Jesus declared that “the time is fulfilled and the kingdom of God is at hand. Repent and believe in the gospel" (Mark 1:15). Schweitzer, Nineham says, was right in his contention that Jesus mistakenly expected the more-or-less immediate future to usher in this kingdom “in roughly the form in which it was pictured in contemporary expectations"—that is, in the Jewish apocalyptic literature of the time—according to which the imminent arrival of the kingdom would be heralded by a period of cosmic tribulation after which the present world would come to an end. “The sun will be darkened, the moon will no longer give its light, and the stars will fall from heaven. . . . Verily I say unto you, this generation shall not pass away until all these things be accomplished" (Mark 13:24f., 30). It is now widely agreed, as the New Testament scholar D. C. Allison Jr. stated in his 2003 essay “The Eschatology of Jesus," that “ancient Jewish sources regularly depict the birth of a better world as accompanied by terrible labor pains," and “the sort of disasters catalogued in chapter 13 of Mark can be found in many documents, Jewish and Christian."

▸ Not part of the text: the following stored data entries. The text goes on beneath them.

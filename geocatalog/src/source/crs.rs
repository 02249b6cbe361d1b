//! Coordinate reference system identification.
//!
//! Layers describe their CRS in several ways: an OGC WKT string (`.prj`
//! files, GeoPackage `gpkg_spatial_ref_sys.definition`), an ESRI flavored WKT
//! that names the system without any authority, or a short user-input form
//! such as `EPSG:2154`. [`epsg_from_user_input`] reduces all of them to an
//! EPSG code when one can be identified.

use std::sync::OnceLock;

use regex::Regex;

/// Resolve a CRS description to its EPSG code.
///
/// Accepted inputs:
///
/// - `EPSG:4326`, `epsg:4326`
/// - `urn:ogc:def:crs:EPSG::4326` (and the `EPSG:6.3:4326` versioned form)
/// - `http://www.opengis.net/def/crs/EPSG/0/4326`
/// - `+init=epsg:4326`
/// - a bare positive integer
/// - WKT1 with a root `AUTHORITY["EPSG","4326"]`
/// - WKT2 with a root `ID["EPSG",4326]`
/// - ESRI WKT whose root name is a well known system
///
/// Returns `None` when no EPSG code can be identified.
pub fn epsg_from_user_input(input: &str) -> Option<u32> {
    let input = input.trim();
    if input.is_empty() {
        return None;
    }

    if let Some(code) = short_form(input) {
        return Some(code);
    }

    let node = parse_wkt(input)?;
    node.root_authority().or_else(|| esri_name_to_epsg(node.name()?))
}

fn short_form(input: &str) -> Option<u32> {
    if let Ok(code) = input.parse::<u32>() {
        return (code > 0).then_some(code);
    }

    static PATTERN: OnceLock<Option<Regex>> = OnceLock::new();
    let pattern = PATTERN
        .get_or_init(|| {
            Regex::new(
                r"(?ix)^(?:
                    \+init=epsg:(\d+)
                  | epsg:(\d+)
                  | urn:ogc:def:crs:epsg:[0-9.]*:(\d+)
                  | https?://www\.opengis\.net/def/crs/epsg/[0-9.]+/(\d+)
                )$",
            )
            .ok()
        })
        .as_ref()?;

    let captures = pattern.captures(input)?;
    captures
        .iter()
        .skip(1)
        .flatten()
        .next()
        .and_then(|m| m.as_str().parse().ok())
}

// ============================================================================
// WKT tree
// ============================================================================

/// One WKT node: `KEYWORD[arg, arg, ...]`.
#[derive(Debug, Clone, PartialEq)]
struct WktNode {
    keyword: String,
    args: Vec<WktArg>,
}

#[derive(Debug, Clone, PartialEq)]
enum WktArg {
    Text(String),
    Number(String),
    Node(WktNode),
}

impl WktNode {
    /// The quoted name given as first argument.
    fn name(&self) -> Option<&str> {
        match self.args.first() {
            Some(WktArg::Text(name)) => Some(name),
            _ => None,
        }
    }

    fn children(&self) -> impl Iterator<Item = &WktNode> {
        self.args.iter().filter_map(|arg| match arg {
            WktArg::Node(node) => Some(node),
            _ => None,
        })
    }

    /// EPSG code carried directly by this node (not its descendants).
    fn root_authority(&self) -> Option<u32> {
        self.children()
            .filter(|child| {
                child.keyword.eq_ignore_ascii_case("AUTHORITY")
                    || child.keyword.eq_ignore_ascii_case("ID")
            })
            .find_map(|child| {
                let mut args = child.args.iter();
                match args.next() {
                    Some(WktArg::Text(authority)) if authority.eq_ignore_ascii_case("EPSG") => {}
                    _ => return None,
                }
                match args.next() {
                    Some(WktArg::Text(code)) | Some(WktArg::Number(code)) => code.parse().ok(),
                    _ => None,
                }
            })
    }
}

/// Parse a WKT string into its root node.
fn parse_wkt(input: &str) -> Option<WktNode> {
    let mut parser = WktParser {
        chars: input.chars().collect(),
        pos: 0,
        depth: 0,
    };
    let node = parser.node()?;
    parser.skip_whitespace();
    (parser.pos == parser.chars.len()).then_some(node)
}

/// Deepest node nesting accepted. Real CRS definitions stay well under 10.
const MAX_WKT_DEPTH: usize = 64;

struct WktParser {
    chars: Vec<char>,
    pos: usize,
    depth: usize,
}

impl WktParser {
    fn peek(&self) -> Option<char> {
        self.chars.get(self.pos).copied()
    }

    fn skip_whitespace(&mut self) {
        while self.peek().is_some_and(char::is_whitespace) {
            self.pos += 1;
        }
    }

    fn expect(&mut self, expected: &[char]) -> Option<char> {
        self.skip_whitespace();
        let c = self.peek().filter(|c| expected.contains(c))?;
        self.pos += 1;
        Some(c)
    }

    fn node(&mut self) -> Option<WktNode> {
        if self.depth >= MAX_WKT_DEPTH {
            return None;
        }
        self.depth += 1;
        let node = self.node_body();
        self.depth -= 1;
        node
    }

    fn node_body(&mut self) -> Option<WktNode> {
        self.skip_whitespace();
        let start = self.pos;
        while self
            .peek()
            .is_some_and(|c| c.is_ascii_alphanumeric() || c == '_')
        {
            self.pos += 1;
        }
        if start == self.pos {
            return None;
        }
        let keyword: String = self.chars[start..self.pos].iter().collect();

        let open = self.expect(&['[', '('])?;
        let close = if open == '[' { ']' } else { ')' };

        let mut args = Vec::new();
        loop {
            args.push(self.arg()?);
            match self.expect(&[',', close])? {
                ',' => continue,
                _ => break,
            }
        }

        Some(WktNode { keyword, args })
    }

    fn arg(&mut self) -> Option<WktArg> {
        self.skip_whitespace();
        match self.peek()? {
            '"' => self.quoted().map(WktArg::Text),
            c if c == '-' || c == '+' || c == '.' || c.is_ascii_digit() => {
                let start = self.pos;
                while self
                    .peek()
                    .is_some_and(|c| c.is_ascii_alphanumeric() || "+-.".contains(c))
                {
                    self.pos += 1;
                }
                Some(WktArg::Number(self.chars[start..self.pos].iter().collect()))
            }
            _ => {
                let checkpoint = self.pos;
                if let Some(node) = self.node() {
                    return Some(WktArg::Node(node));
                }
                // Bare enumeration value such as `NORTH` or `EAST`.
                self.pos = checkpoint;
                let start = self.pos;
                while self
                    .peek()
                    .is_some_and(|c| c.is_ascii_alphanumeric() || c == '_')
                {
                    self.pos += 1;
                }
                (self.pos > start)
                    .then(|| WktArg::Text(self.chars[start..self.pos].iter().collect()))
            }
        }
    }

    /// A double-quoted string; `""` escapes a quote.
    fn quoted(&mut self) -> Option<String> {
        self.pos += 1;
        let mut text = String::new();
        loop {
            let c = self.peek()?;
            self.pos += 1;
            if c == '"' {
                if self.peek() == Some('"') {
                    text.push('"');
                    self.pos += 1;
                } else {
                    return Some(text);
                }
            } else {
                text.push(c);
            }
        }
    }
}

// ============================================================================
// ESRI names
// ============================================================================

/// EPSG code for a CRS name as written by ESRI tools, which omit authorities.
fn esri_name_to_epsg(name: &str) -> Option<u32> {
    let known = match name {
        "GCS_WGS_1984" | "WGS 84" | "WGS_1984" => Some(4326),
        "WGS_1984_Web_Mercator_Auxiliary_Sphere" | "WGS_84_Pseudo_Mercator" => Some(3857),
        "RGF_1993_Lambert_93" | "RGF93_Lambert_93" | "RGF93 / Lambert-93" => Some(2154),
        "GCS_RGF_1993" | "RGF93" => Some(4171),
        "ETRS_1989_LAEA" | "ETRS_1989_LAEA_Europe" => Some(3035),
        "GCS_ETRS_1989" => Some(4258),
        "GCS_North_American_1983" => Some(4269),
        "NTF_Paris_Lambert_II_Etendu" | "NTF_Paris_Lambert_zone_II" => Some(27572),
        _ => None,
    };
    known.or_else(|| zoned_name_to_epsg(name))
}

/// UTM and French conic conformal zones.
fn zoned_name_to_epsg(name: &str) -> Option<u32> {
    static PATTERN: OnceLock<Option<Regex>> = OnceLock::new();
    let pattern = PATTERN
        .get_or_init(|| {
            Regex::new(
                r"^(?:(WGS_1984_UTM_Zone_)(\d{1,2})([NS])|(NAD_1983_UTM_Zone_)(\d{1,2})N|(RGF93_CC|RGF_1993_CC)(\d{2}))$",
            )
            .ok()
        })
        .as_ref()?;
    let captures = pattern.captures(name)?;

    if captures.get(1).is_some() {
        let zone: u32 = captures.get(2)?.as_str().parse().ok()?;
        if !(1..=60).contains(&zone) {
            return None;
        }
        let base = if captures.get(3)?.as_str() == "N" {
            32600
        } else {
            32700
        };
        return Some(base + zone);
    }

    if captures.get(4).is_some() {
        let zone: u32 = captures.get(5)?.as_str().parse().ok()?;
        return (1..=23).contains(&zone).then_some(26900 + zone);
    }

    let zone: u32 = captures.get(7)?.as_str().parse().ok()?;
    (42..=50).contains(&zone).then_some(3900 + zone)
}

#[cfg(test)]
mod tests {
    use super::*;

    const LAMBERT_93_WKT1: &str = r#"PROJCS["RGF93 / Lambert-93",
        GEOGCS["RGF93",
            DATUM["Reseau_Geodesique_Francais_1993",
                SPHEROID["GRS 1980",6378137,298.257222101,AUTHORITY["EPSG","7019"]],
                AUTHORITY["EPSG","6171"]],
            PRIMEM["Greenwich",0,AUTHORITY["EPSG","8901"]],
            UNIT["degree",0.0174532925199433,AUTHORITY["EPSG","9122"]],
            AUTHORITY["EPSG","4171"]],
        PROJECTION["Lambert_Conformal_Conic_2SP"],
        PARAMETER["standard_parallel_1",49],
        PARAMETER["latitude_of_origin",46.5],
        UNIT["metre",1,AUTHORITY["EPSG","9001"]],
        AXIS["Easting",EAST],
        AXIS["Northing",NORTH],
        AUTHORITY["EPSG","2154"]]"#;

    const ESRI_LAMBERT_93: &str = r#"PROJCS["RGF_1993_Lambert_93",GEOGCS["GCS_RGF_1993",DATUM["D_RGF_1993",SPHEROID["GRS_1980",6378137.0,298.257222101]],PRIMEM["Greenwich",0.0],UNIT["Degree",0.0174532925199433]],PROJECTION["Lambert_Conformal_Conic"],PARAMETER["False_Easting",700000.0],UNIT["Meter",1.0]]"#;

    #[test]
    fn test_short_forms() {
        assert_eq!(epsg_from_user_input("EPSG:4326"), Some(4326));
        assert_eq!(epsg_from_user_input("epsg:2154"), Some(2154));
        assert_eq!(epsg_from_user_input("urn:ogc:def:crs:EPSG::3857"), Some(3857));
        assert_eq!(
            epsg_from_user_input("urn:ogc:def:crs:EPSG:6.3:27572"),
            Some(27572)
        );
        assert_eq!(
            epsg_from_user_input("http://www.opengis.net/def/crs/EPSG/0/3035"),
            Some(3035)
        );
        assert_eq!(epsg_from_user_input("+init=epsg:32631"), Some(32631));
        assert_eq!(epsg_from_user_input("4326"), Some(4326));
        assert_eq!(epsg_from_user_input("0"), None);
        assert_eq!(epsg_from_user_input(""), None);
    }

    #[test]
    fn test_wkt1_root_authority_wins_over_nested() {
        assert_eq!(epsg_from_user_input(LAMBERT_93_WKT1), Some(2154));
    }

    #[test]
    fn test_wkt2_id() {
        let wkt = r#"GEOGCRS["WGS 84",DATUM["World Geodetic System 1984",ELLIPSOID["WGS 84",6378137,298.257223563]],CS[ellipsoidal,2],ID["EPSG",4326]]"#;
        assert_eq!(epsg_from_user_input(wkt), Some(4326));
    }

    #[test]
    fn test_esri_wkt_by_name() {
        assert_eq!(epsg_from_user_input(ESRI_LAMBERT_93), Some(2154));
        let wgs84 = r#"GEOGCS["GCS_WGS_1984",DATUM["D_WGS_1984",SPHEROID["WGS_1984",6378137.0,298.257223563]],PRIMEM["Greenwich",0.0],UNIT["Degree",0.0174532925199433]]"#;
        assert_eq!(epsg_from_user_input(wgs84), Some(4326));
    }

    #[test]
    fn test_zoned_names() {
        assert_eq!(zoned_name_to_epsg("WGS_1984_UTM_Zone_31N"), Some(32631));
        assert_eq!(zoned_name_to_epsg("WGS_1984_UTM_Zone_33S"), Some(32733));
        assert_eq!(zoned_name_to_epsg("NAD_1983_UTM_Zone_17N"), Some(26917));
        assert_eq!(zoned_name_to_epsg("RGF93_CC46"), Some(3946));
        assert_eq!(zoned_name_to_epsg("WGS_1984_UTM_Zone_61N"), None);
        assert_eq!(zoned_name_to_epsg("RGF93_CC41"), None);
    }

    #[test]
    fn test_unknown_crs() {
        let local = r#"LOCAL_CS["Site grid",LOCAL_DATUM["Arbitrary",0],UNIT["metre",1]]"#;
        assert_eq!(epsg_from_user_input(local), None);
        assert_eq!(epsg_from_user_input("not a crs"), None);
        assert_eq!(epsg_from_user_input("PROJCS[\"broken\""), None);
    }

    #[test]
    fn test_deep_nesting_is_rejected() {
        let depth = 10_000;
        let wkt = format!("{}1{}", "A[".repeat(depth), "]".repeat(depth));
        assert_eq!(epsg_from_user_input(&wkt), None);
        assert!(parse_wkt(&wkt).is_none());

        let shallow = format!("{}1{}", "A[".repeat(MAX_WKT_DEPTH), "]".repeat(MAX_WKT_DEPTH));
        assert!(parse_wkt(&shallow).is_some());
    }

    #[test]
    fn test_quoted_escape() {
        let node = parse_wkt(r#"GEOGCS["a ""quoted"" name",AUTHORITY["EPSG","4326"]]"#).unwrap();
        assert_eq!(node.name(), Some("a \"quoted\" name"));
        assert_eq!(node.root_authority(), Some(4326));
    }
}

Nineham adds that few scholars now dispute that Jesus’s “thinking and teaching were carried on in first-century Jewish categories," hence, that he was “a culturally conditioned figure," not “the timeless Christ of orthodoxy." In Schweitzer’s words, “the historical Jesus is a stranger and an enigma to our time." His ethical teaching is “limited by Jewish-particularist ideas, " an “interim ethic," inextricably linked with his conviction that the whole world will shortly come to a catastrophic end, and, hence, uncompromisingly severe—sinners are to be thrown into hell where “the fire is not quenched" (Mark 9:43–48)—and replete with sayings appropriate for an emergency situation, such as the directive to abandon family and possessions for the sake of the gospel (Mark 10:29f.).